(Supplied material Opens)
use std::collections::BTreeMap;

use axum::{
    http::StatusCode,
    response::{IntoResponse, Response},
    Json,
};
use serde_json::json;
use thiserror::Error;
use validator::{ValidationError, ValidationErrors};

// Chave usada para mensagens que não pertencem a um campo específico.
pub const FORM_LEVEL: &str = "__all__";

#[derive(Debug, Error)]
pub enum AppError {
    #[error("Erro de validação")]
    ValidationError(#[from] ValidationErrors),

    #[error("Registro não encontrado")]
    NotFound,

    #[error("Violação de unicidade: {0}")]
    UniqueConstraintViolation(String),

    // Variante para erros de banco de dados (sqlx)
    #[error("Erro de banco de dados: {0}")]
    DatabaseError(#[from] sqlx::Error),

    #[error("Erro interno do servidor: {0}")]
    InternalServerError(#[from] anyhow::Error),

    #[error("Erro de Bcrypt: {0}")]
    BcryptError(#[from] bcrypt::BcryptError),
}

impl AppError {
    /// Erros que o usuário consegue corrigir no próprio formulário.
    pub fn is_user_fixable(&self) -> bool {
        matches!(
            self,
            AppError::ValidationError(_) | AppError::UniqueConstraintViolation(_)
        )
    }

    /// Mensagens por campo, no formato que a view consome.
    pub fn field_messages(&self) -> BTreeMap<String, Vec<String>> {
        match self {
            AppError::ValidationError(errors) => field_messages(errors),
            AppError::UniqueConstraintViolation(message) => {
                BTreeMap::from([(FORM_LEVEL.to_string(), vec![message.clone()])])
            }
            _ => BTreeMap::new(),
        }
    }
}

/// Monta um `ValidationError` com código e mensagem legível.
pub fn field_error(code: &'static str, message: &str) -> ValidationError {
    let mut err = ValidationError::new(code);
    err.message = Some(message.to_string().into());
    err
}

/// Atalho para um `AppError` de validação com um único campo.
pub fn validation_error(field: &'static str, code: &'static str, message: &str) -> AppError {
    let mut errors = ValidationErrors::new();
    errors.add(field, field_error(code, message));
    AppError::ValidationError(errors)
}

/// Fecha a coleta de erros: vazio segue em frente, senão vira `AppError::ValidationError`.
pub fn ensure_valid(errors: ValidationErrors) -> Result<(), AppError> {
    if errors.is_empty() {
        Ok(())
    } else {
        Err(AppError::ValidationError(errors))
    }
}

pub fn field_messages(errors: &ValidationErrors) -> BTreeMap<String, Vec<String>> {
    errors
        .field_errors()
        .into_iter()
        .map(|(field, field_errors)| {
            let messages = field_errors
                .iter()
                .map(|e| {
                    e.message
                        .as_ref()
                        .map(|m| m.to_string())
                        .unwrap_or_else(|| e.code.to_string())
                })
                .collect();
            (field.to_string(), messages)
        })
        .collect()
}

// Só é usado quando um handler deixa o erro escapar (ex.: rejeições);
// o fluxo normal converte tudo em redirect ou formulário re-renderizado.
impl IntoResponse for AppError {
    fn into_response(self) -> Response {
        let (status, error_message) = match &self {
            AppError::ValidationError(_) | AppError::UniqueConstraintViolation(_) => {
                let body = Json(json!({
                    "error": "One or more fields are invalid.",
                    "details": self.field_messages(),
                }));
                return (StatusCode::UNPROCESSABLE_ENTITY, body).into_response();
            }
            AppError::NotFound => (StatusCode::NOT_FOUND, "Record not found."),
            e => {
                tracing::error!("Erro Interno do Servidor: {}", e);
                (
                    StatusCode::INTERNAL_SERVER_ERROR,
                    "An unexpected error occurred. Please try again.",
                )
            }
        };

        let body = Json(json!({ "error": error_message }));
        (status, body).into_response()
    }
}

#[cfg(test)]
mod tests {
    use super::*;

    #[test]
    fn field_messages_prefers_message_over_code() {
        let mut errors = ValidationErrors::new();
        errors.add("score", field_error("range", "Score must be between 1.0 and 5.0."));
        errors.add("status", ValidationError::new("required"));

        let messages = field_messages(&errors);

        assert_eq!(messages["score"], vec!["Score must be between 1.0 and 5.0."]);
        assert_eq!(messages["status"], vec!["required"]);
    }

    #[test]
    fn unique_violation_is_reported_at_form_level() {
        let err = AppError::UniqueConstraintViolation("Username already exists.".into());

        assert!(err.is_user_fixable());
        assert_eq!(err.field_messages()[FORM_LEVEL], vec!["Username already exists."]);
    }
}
(Supplied material Closes)
Problem statement: Report every line of the entries that carries the word "BTreeMap".

Response:
use std::collections::BTreeMap;
    pub fn field_messages(&self) -> BTreeMap<String, Vec<String>> {
                BTreeMap::from([(FORM_LEVEL.to_string(), vec![message.clone()])])
            _ => BTreeMap::new(),
pub fn field_messages(errors: &ValidationErrors) -> BTreeMap<String, Vec<String>> {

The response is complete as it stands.